## Task details
Return every line of the listing exactly as written.

--- START ---

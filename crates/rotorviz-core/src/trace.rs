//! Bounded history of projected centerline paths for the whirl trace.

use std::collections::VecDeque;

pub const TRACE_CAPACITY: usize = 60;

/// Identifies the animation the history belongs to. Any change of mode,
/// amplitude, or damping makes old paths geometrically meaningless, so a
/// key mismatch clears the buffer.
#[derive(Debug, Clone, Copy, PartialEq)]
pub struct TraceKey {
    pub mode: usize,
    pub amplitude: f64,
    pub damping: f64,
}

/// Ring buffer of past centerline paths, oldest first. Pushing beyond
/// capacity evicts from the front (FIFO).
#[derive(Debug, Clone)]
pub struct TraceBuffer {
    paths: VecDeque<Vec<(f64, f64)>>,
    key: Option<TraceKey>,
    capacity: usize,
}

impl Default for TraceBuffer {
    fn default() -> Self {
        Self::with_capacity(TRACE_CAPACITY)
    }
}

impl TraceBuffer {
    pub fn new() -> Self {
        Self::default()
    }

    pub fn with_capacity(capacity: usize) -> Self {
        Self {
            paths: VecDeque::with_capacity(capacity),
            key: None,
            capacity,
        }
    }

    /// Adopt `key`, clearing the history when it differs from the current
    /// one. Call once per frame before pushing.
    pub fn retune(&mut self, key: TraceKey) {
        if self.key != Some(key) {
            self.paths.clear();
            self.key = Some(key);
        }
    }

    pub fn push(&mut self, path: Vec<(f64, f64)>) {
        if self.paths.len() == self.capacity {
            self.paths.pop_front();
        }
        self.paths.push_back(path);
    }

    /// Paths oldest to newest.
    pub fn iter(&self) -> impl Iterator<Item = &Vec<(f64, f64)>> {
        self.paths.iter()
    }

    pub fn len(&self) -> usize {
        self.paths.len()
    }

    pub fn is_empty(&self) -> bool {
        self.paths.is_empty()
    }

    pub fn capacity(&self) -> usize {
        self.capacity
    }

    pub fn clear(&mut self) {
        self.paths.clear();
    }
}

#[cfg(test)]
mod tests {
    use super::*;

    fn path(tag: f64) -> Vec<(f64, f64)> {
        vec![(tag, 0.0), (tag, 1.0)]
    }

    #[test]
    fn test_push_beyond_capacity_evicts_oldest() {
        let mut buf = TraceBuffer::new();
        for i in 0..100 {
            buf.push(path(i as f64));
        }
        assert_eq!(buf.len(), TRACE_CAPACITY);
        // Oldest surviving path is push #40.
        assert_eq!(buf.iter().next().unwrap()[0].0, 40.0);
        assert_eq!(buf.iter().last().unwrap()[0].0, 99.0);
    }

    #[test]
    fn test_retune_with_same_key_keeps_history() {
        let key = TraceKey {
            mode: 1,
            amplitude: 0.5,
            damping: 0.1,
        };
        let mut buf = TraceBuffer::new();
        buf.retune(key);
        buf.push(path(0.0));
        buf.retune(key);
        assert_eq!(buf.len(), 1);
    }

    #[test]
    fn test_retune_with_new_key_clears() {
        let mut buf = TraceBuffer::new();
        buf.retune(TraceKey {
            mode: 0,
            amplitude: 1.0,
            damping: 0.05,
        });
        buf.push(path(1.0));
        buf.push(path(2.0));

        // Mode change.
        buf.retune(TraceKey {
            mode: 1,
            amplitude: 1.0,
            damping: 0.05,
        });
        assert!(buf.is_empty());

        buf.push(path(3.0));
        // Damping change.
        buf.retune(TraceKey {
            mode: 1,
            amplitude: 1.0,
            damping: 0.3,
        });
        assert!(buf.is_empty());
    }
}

--- END ---

## Output for this task
filename crates/rotorviz-core/src/trace.rs
//! Bounded history of projected centerline paths for the whirl trace.

use std::collections::VecDeque;

pub const TRACE_CAPACITY: usize = 60;

/// Identifies the animation the history belongs to. Any change of mode,
/// amplitude, or damping makes old paths geometrically meaningless, so a
/// key mismatch clears the buffer.
#[derive(Debug, Clone, Copy, PartialEq)]
pub struct TraceKey {
    pub mode: usize,
    pub amplitude: f64,
    pub damping: f64,
}

/// Ring buffer of past centerline paths, oldest first. Pushing beyond
/// capacity evicts from the front (FIFO).
#[derive(Debug, Clone)]
pub struct TraceBuffer {
    paths: VecDeque<Vec<(f64, f64)>>,
    key: Option<TraceKey>,
    capacity: usize,
}

impl Default for TraceBuffer {
    fn default() -> Self {
        Self::with_capacity(TRACE_CAPACITY)
    }
}

impl TraceBuffer {
    pub fn new() -> Self {
        Self::default()
    }

    pub fn with_capacity(capacity: usize) -> Self {
        Self {
            paths: VecDeque::with_capacity(capacity),
            key: None,
            capacity,
        }
    }

    /// Adopt `key`, clearing the history when it differs from the current
    /// one. Call once per frame before pushing.
    pub fn retune(&mut self, key: TraceKey) {
        if self.key != Some(key) {
            self.paths.clear();
            self.key = Some(key);
        }
    }

    pub fn push(&mut self, path: Vec<(f64, f64)>) {
        if self.paths.len() == self.capacity {
            self.paths.pop_front();
        }
        self.paths.push_back(path);
    }

    /// Paths oldest to newest.
    pub fn iter(&self) -> impl Iterator<Item = &Vec<(f64, f64)>> {
        self.paths.iter()
    }

    pub fn len(&self) -> usize {
        self.paths.len()
    }

    pub fn is_empty(&self) -> bool {
        self.paths.is_empty()
    }

    pub fn capacity(&self) -> usize {
        self.capacity
    }

    pub fn clear(&mut self) {
        self.paths.clear();
    }
}

#[cfg(test)]
mod tests {
    use super::*;

    fn path(tag: f64) -> Vec<(f64, f64)> {
        vec![(tag, 0.0), (tag, 1.0)]
    }

    #[test]
    fn test_push_beyond_capacity_evicts_oldest() {
        let mut buf = TraceBuffer::new();
        for i in 0..100 {
            buf.push(path(i as f64));
        }
        assert_eq!(buf.len(), TRACE_CAPACITY);
        // Oldest surviving path is push #40.
        assert_eq!(buf.iter().next().unwrap()[0].0, 40.0);
        assert_eq!(buf.iter().last().unwrap()[0].0, 99.0);
    }

    #[test]
    fn test_retune_with_same_key_keeps_history() {
        let key = TraceKey {
            mode: 1,
            amplitude: 0.5,
            damping: 0.1,
        };
        let mut buf = TraceBuffer::new();
        buf.retune(key);
        buf.push(path(0.0));
        buf.retune(key);
        assert_eq!(buf.len(), 1);
    }

    #[test]
    fn test_retune_with_new_key_clears() {
        let mut buf = TraceBuffer::new();
        buf.retune(TraceKey {
            mode: 0,
            amplitude: 1.0,
            damping: 0.05,
        });
        buf.push(path(1.0));
        buf.push(path(2.0));

        // Mode change.
        buf.retune(TraceKey {
            mode: 1,
            amplitude: 1.0,
            damping: 0.05,
        });
        assert!(buf.is_empty());

        buf.push(path(3.0));
        // Damping change.
        buf.retune(TraceKey {
            mode: 1,
            amplitude: 1.0,
            damping: 0.3,
        });
        assert!(buf.is_empty());
    }
}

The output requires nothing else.